After playing percussion for gallery openings, circuses and local films, he will live-stream the dulcet tones of the handpan into lounge rooms next Friday.
“Because of my age I find the digital world a bit of a challenge,” admitted the Highton local, who describes himself as on the “wrong side of 60”.
“I just try to focus 100 per cent on the music. My music is 50 per cent structured and the rest is improvised – I’ve worked like that for many years.”
His journey into meditative music began when a truck hit his first wife’s car in Sydney as she was learning to drive.
Stanaway was working as broadcast consultant co-ordinating Australia’s then limited video links for events such as the 1982 Commonwealth Games in Brisbane.
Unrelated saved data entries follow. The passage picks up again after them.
//! Task configuration and format-agnostic loading

use crate::{Error, Result, io};
use cutter_core::Evaluator;
use cutter_version::SchemeKind;
use serde::{Deserialize, Serialize, de::DeserializeOwned};
use std::path::{Path, PathBuf};

/// What to do when a single file fails to process.
#[derive(Debug, Clone, Copy, Default, PartialEq, Eq, Serialize, Deserialize)]
#[serde(rename_all = "lowercase")]
pub enum FailurePolicy {
    /// Stop the task at the first failing file.
    #[default]
    Abort,
    /// Report the failing file and keep going.
    Skip,
}

/// Settings for one processing run over a source tree.
#[derive(Debug, Clone, PartialEq, Eq, Serialize, Deserialize)]
#[serde(deny_unknown_fields)]
pub struct TaskConfig {
    /// Root directory (or single file) to process.
    pub input: PathBuf,

    /// Output root. When absent, files are rewritten in place.
    #[serde(default, skip_serializing_if = "Option::is_none")]
    pub output: Option<PathBuf>,

    /// Version the sources are switched to.
    pub target: String,

    #[serde(default)]
    pub scheme: SchemeKind,

    /// Enables the `true`/`false` literal checker.
    #[serde(default)]
    pub debug: bool,

    /// File extensions to process, without the dot. Empty means all files.
    #[serde(default, skip_serializing_if = "Vec::is_empty")]
    pub extensions: Vec<String>,

    #[serde(default)]
    pub on_error: FailurePolicy,
}

impl TaskConfig {
    pub fn new(input: impl Into<PathBuf>, target: impl Into<String>) -> Self {
        Self {
            input: input.into(),
            output: None,
            target: target.into(),
            scheme: SchemeKind::default(),
            debug: false,
            extensions: Vec::new(),
            on_error: FailurePolicy::default(),
        }
    }

    /// Load a config file, resolving relative paths against its directory.
    pub fn load(path: &Path) -> Result<Self> {
        let mut config: Self = ConfigStore::new().load(path)?;
        if let Some(base) = path.parent() {
            config.input = base.join(&config.input);
            config.output = config.output.map(|output| base.join(output));
        }
        Ok(config)
    }

    /// Where processed files go.
    pub fn output_root(&self) -> &Path {
        self.output.as_deref().unwrap_or(&self.input)
    }

    pub fn in_place(&self) -> bool {
        self.output.as_deref().is_none_or(|output| output == self.input)
    }

    /// Whether `path` has one of the configured extensions.
    pub fn accepts(&self, path: &Path) -> bool {
        if self.extensions.is_empty() {
            return true;
        }
        path.extension()
            .and_then(|ext| ext.to_str())
            .is_some_and(|ext| {
                self.extensions
                    .iter()
                    .any(|wanted| wanted.trim_start_matches('.').eq_ignore_ascii_case(ext))
            })
    }

    /// Build the evaluator for this run: literals first when debugging, then
    /// the version checker for the target.
    pub fn evaluator(&self) -> Result<Evaluator> {
        Ok(Evaluator::builder()
            .literals(self.debug)
            .boxed(self.scheme.checker(&self.target)?)
            .build())
    }
}

/// Format-agnostic configuration loader.
///
/// Format is detected from the file extension.
#[derive(Debug, Default)]
pub struct ConfigStore;

impl ConfigStore {
    pub fn new() -> Self {
        Self
    }

    /// Load configuration from a file.
    ///
    /// - `.toml` -> TOML
    /// - `.json` -> JSON
    /// - `.yaml`, `.yml` -> YAML
    pub fn load<T: DeserializeOwned>(&self, path: &Path) -> Result<T> {
        let extension = path
            .extension()
            .and_then(|ext| ext.to_str())
            .unwrap_or("")
            .to_lowercase();

        let parse_error = |format: &str, message: String| Error::ConfigParse {
            path: path.to_path_buf(),
            format: format.into(),
            message,
        };

        match extension.as_str() {
            "toml" => {
                let content = io::read_text(path)?;
                toml::from_str(&content).map_err(|e| parse_error("TOML", e.to_string()))
            }
            "json" => {
                let content = io::read_text(path)?;
                serde_json::from_str(&content).map_err(|e| parse_error("JSON", e.to_string()))
            }
            "yaml" | "yml" => {
                let content = io::read_text(path)?;
                serde_yaml::from_str(&content).map_err(|e| parse_error("YAML", e.to_string()))
            }
            _ => Err(Error::UnsupportedFormat { extension }),
        }
    }
}
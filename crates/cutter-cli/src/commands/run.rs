//! `cutter run`: process a source tree.

use colored::Colorize;

use cutter_fs::{CutTask, FailurePolicy, TaskConfig};

use crate::cli::RunArgs;
use crate::error::{CliError, Result};

/// Merge the config file (if any) with command-line overrides.
pub fn resolve_config(args: &RunArgs) -> Result<TaskConfig> {
    let mut config = match &args.config {
        Some(path) => TaskConfig::load(path)?,
        None => {
            let input = args
                .input
                .clone()
                .ok_or_else(|| CliError::user("--input is required without --config"))?;
            let target = args
                .target
                .clone()
                .ok_or_else(|| CliError::user("--target is required without --config"))?;
            TaskConfig::new(input, target)
        }
    };

    if let Some(input) = &args.input {
        config.input = input.clone();
    }
    if let Some(output) = &args.output {
        config.output = Some(output.clone());
    }
    if let Some(target) = &args.target {
        config.target = target.clone();
    }
    if let Some(scheme) = args.scheme {
        config.scheme = scheme;
    }
    if args.debug {
        config.debug = true;
    }
    if !args.extensions.is_empty() {
        config.extensions = args.extensions.clone();
    }
    if args.keep_going {
        config.on_error = FailurePolicy::Skip;
    }
    Ok(config)
}

pub fn run_task(args: &RunArgs) -> Result<()> {
    let config = resolve_config(args)?;
    let target = config.target.clone();
    let task = CutTask::new(config)?.dry_run(args.dry_run);

    println!(
        "{} Switching sources to {}...",
        "=>".blue().bold(),
        target.cyan()
    );

    let report = task.run()?;

    for path in &report.modified {
        let marker = if args.dry_run { "~".yellow() } else { "M".green() };
        println!("   {} {}", marker, path.display());
    }
    for failed in &report.failed {
        println!("   {} {}: {}", "!".red(), failed.path.display(), failed.message);
    }

    let verb = if args.dry_run { "would change" } else { "changed" };
    println!(
        "{} {} file(s) processed, {} {}.",
        "OK".green().bold(),
        report.processed,
        report.modified.len(),
        verb
    );

    if report.is_success() {
        Ok(())
    } else {
        Err(CliError::user(format!(
            "{} file(s) could not be processed",
            report.failed.len()
        )))
    }
}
But after the crash the couple “had to get out of Sydney”, so he bought land in Tasmania where he “built some shacks”, he said.
Then a marriage breakup sent Stanaway into “crisis mode” and he began researching the “healing power” of music.
“The person I was on the inside wasn’t the person people saw on the outside,” he said.
“Music provided me with a pathway that kept me alive.”
He joined a local band that played gigs for local Wilderness Societies and Triple J’s launch in Tasmania, he said.
He then moved back to Sydney and founded percussion group Primal Pulse.
“Later in the ’90s I started developing my voice stuff and using my music as a healing tool.”
He travelled to Germany in 1999 with his second wife after she landed a job as a contemporary dancer.
They explored “quirkier places like Prague and Dubrovnik” plus Italy, Morocco and Switzerland before returning to New South Wales in 2004, he said.
After moving to Geelong a few years ago he began working as a cleaner and gardener at the Potato Shed.
Next Friday he hopes to help locals find peace amid the stress of COVID-19 and experience stillness through meditative music in the Shed’s Bird Bath Cam Sessions.
“If people can just slow down, take a few deep breaths and breath the sound in – it just helps them to balance out a bit,” he said.
“It’s just all about coming back to yourself.”